Introducing PigPen: Map-Reduce for Clojure - hackhackhack
http://techblog.netflix.com/2014/01/introducing-pigpen-map-reduce-for.html

======
juliangamble
The big goal of this project seems to be generating Pig Code for Hadoop from
Idiomatic Clojure.

This seems quite similar to Parkour (Hadoop MapReduce in idiomatic Clojure)

[https://github.com/damballa/parkour/](https://github.com/damballa/parkour/)

The other Elephant in the room is Cascalog (generating Cascading Mapreduce
queries for Hadoop using a Datalog language)

[http://cascalog.org/](http://cascalog.org/)

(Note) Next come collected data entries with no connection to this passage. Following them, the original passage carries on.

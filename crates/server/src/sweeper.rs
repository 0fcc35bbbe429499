//! Periodic maintenance
//!
//! Purges idempotency records past retention, drops idle rate-limit keys,
//! expires dedup cache entries and refreshes the breaker and store gauges.

use crate::metrics::Metrics;
use hookgate_core::Timestamp;
use hookgate_database::{ping, queries, DbPool};
use hookgate_ingest::DedupCache;
use hookgate_resilience::{CircuitBreaker, CircuitState, RateLimiter};
use std::sync::Arc;
use std::time::Duration;
use tokio::task::JoinHandle;
use tokio::time::MissedTickBehavior;

/// What one sweep did
#[derive(Debug, Default, Clone, Copy, PartialEq, Eq)]
pub struct SweepReport {
    pub purged_records: u64,
    pub dropped_limiter_keys: usize,
}

pub struct Sweeper {
    pub pool: DbPool,
    pub rate_limiter: RateLimiter,
    pub dedup_cache: Option<Arc<DedupCache>>,
    pub breaker: Option<CircuitBreaker>,
    pub metrics: Arc<Metrics>,
    pub retention: Duration,
}

impl Sweeper {
    /// Runs one maintenance pass; failures are logged, never fatal
    pub async fn run_once(&self) -> SweepReport {
        let mut report = SweepReport::default();

        let cutoff = Timestamp::now().saturating_sub(self.retention);
        match queries::purge_expired(&self.pool, cutoff).await {
            Ok(purged) => {
                report.purged_records = purged;
                if purged > 0 {
                    log::info!("Purged {} idempotency records older than {}", purged, cutoff);
                }
            }
            Err(e) => log::error!("Retention sweep failed: {}", e),
        }

        report.dropped_limiter_keys = self.rate_limiter.sweep();

        if let Some(cache) = &self.dedup_cache {
            cache.cleanup();
        }

        if let Some(breaker) = &self.breaker {
            self.metrics
                .set_circuit_open(breaker.name(), breaker.state() == CircuitState::Open);
        }

        let connected = ping(&self.pool).await.is_ok();
        self.metrics.set_db_connected(connected);

        log::debug!(
            "Sweep done: purged={} limiter_keys_dropped={} db_connected={}",
            report.purged_records,
            report.dropped_limiter_keys,
            connected
        );
        report
    }

    /// Runs [`Sweeper::run_once`] every `interval` until the task is aborted
    pub fn spawn(self, interval: Duration) -> JoinHandle<()> {
        tokio::spawn(async move {
            let mut ticker = tokio::time::interval(interval);
            ticker.set_missed_tick_behavior(MissedTickBehavior::Delay);
            loop {
                ticker.tick().await;
                self.run_once().await;
            }
        })
    }
}
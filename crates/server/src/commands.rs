use anyhow::{Context, Result};
use console::style;
use hookgate_config::{Config, ConfigManager};
use hookgate_core::Timestamp;
use hookgate_database::{
    applied_version, connect, connection::close, queries, run_migrations, DatabaseConfig, DbPool,
};
use hookgate_server::{router, Metrics, Services};
use std::net::SocketAddr;
use std::sync::Arc;
use std::time::Duration;

/// Opens the configured store and brings its schema up to date
async fn connect_db(config: &Config) -> Result<DbPool> {
    let path = config.storage.database_path.to_string_lossy().into_owned();
    let db_config = DatabaseConfig::new(path)
        .with_max_connections(config.storage.max_connections)
        .with_wal(config.storage.enable_wal);

    let pool = connect(db_config)
        .await
        .context("Failed to connect to database")?;
    run_migrations(&pool)
        .await
        .context("Failed to apply database migrations")?;
    Ok(pool)
}

/// Run the HTTP server until Ctrl-C
pub async fn serve(config: Config) -> Result<()> {
    let pool = connect_db(&config).await?;
    let metrics = Arc::new(Metrics::new().context("Failed to register metrics")?);
    metrics.set_db_connected(true);

    let services = Services::build(&config, pool.clone(), metrics)?;
    let sweeper = services.sweeper.spawn(config.storage.sweep_interval());
    let app = router(services.state, config.server.body_limit_bytes);

    let listener = tokio::net::TcpListener::bind(&config.server.bind_address)
        .await
        .with_context(|| format!("Failed to bind {}", config.server.bind_address))?;
    log::info!(
        "hookgate {} listening on {}",
        env!("CARGO_PKG_VERSION"),
        config.server.bind_address
    );

    axum::serve(
        listener,
        app.into_make_service_with_connect_info::<SocketAddr>(),
    )
    .with_graceful_shutdown(shutdown_signal())
    .await
    .context("Server error")?;

    sweeper.abort();
    close(pool).await;
    log::info!("Shutdown complete");
    Ok(())
}

async fn shutdown_signal() {
    if let Err(e) = tokio::signal::ctrl_c().await {
        log::error!("Failed to listen for shutdown signal: {}", e);
        std::future::pending::<()>().await;
    }
    log::info!("Shutdown signal received, draining connections");
}

/// Apply pending migrations
pub async fn migrate(config: &Config) -> Result<()> {
    let pool = connect_db(config).await?;
    let version = applied_version(&pool)
        .await
        .context("Failed to read schema version")?;
    close(pool).await;

    println!(
        "{} Database at {} is at schema version {}",
        style("✓").green().bold(),
        config.storage.database_path.display(),
        version
    );
    Ok(())
}

/// Delete records older than `hours`
pub async fn purge(config: &Config, hours: u64) -> Result<()> {
    let pool = connect_db(config).await?;
    let purged = purge_older_than(&pool, hours).await?;
    close(pool).await;

    println!(
        "{} Purged {} idempotency records older than {}h",
        style("✓").green().bold(),
        style(purged).bold().cyan(),
        hours
    );
    Ok(())
}

async fn purge_older_than(pool: &DbPool, hours: u64) -> Result<u64> {
    let cutoff = Timestamp::now().saturating_sub(Duration::from_secs(hours.saturating_mul(3600)));
    queries::purge_expired(pool, cutoff)
        .await
        .context("Failed to purge idempotency records")
}

/// Write a commented default config file
pub fn init_config(manager: &ConfigManager) -> Result<()> {
    let created = manager
        .initialize()
        .context("Failed to write default config")?;

    if created {
        println!(
            "{} Wrote default config to {}",
            style("✓").green().bold(),
            manager.config_path().display()
        );
        println!("  Add a [ingest.sources.<name>] secret before serving.");
    } else {
        println!(
            "Config already exists at {}",
            manager.config_path().display()
        );
    }
    Ok(())
}

/// Validate the config file plus environment overrides
pub fn check_config(manager: &ConfigManager, quiet: bool) -> Result<()> {
    let problems = manager.validate().context("Failed to load config")?;

    if problems.is_empty() {
        if !quiet {
            println!(
                "{} {} is valid",
                style("✓").green().bold(),
                manager.config_path().display()
            );
        }
        return Ok(());
    }

    println!(
        "{} {} problem(s) in {}",
        style("✗").red().bold(),
        problems.len(),
        manager.config_path().display()
    );
    for problem in &problems {
        println!("  - {}", problem);
    }
    anyhow::bail!("Configuration is invalid")
}

#[cfg(test)]
mod tests;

It is interesting to note that the argument here "this makes writing Pig code
so much easier" was also used by Nathan Marz when he was announcing Cascalog
three years ago:

[http://www.slideshare.net/nathanmarz/clojure-at-
backtype](http://www.slideshare.net/nathanmarz/clojure-at-backtype) (at slide
42)

The main distinguishing feature of this library compared to the other two
seems to be that this one actually generates Pig code (although not for human
consumption) as opposed to calling Hadoop or Cascading libraries so the
benefit is 'runs where Pig runs'.)

Form your own opinion of course.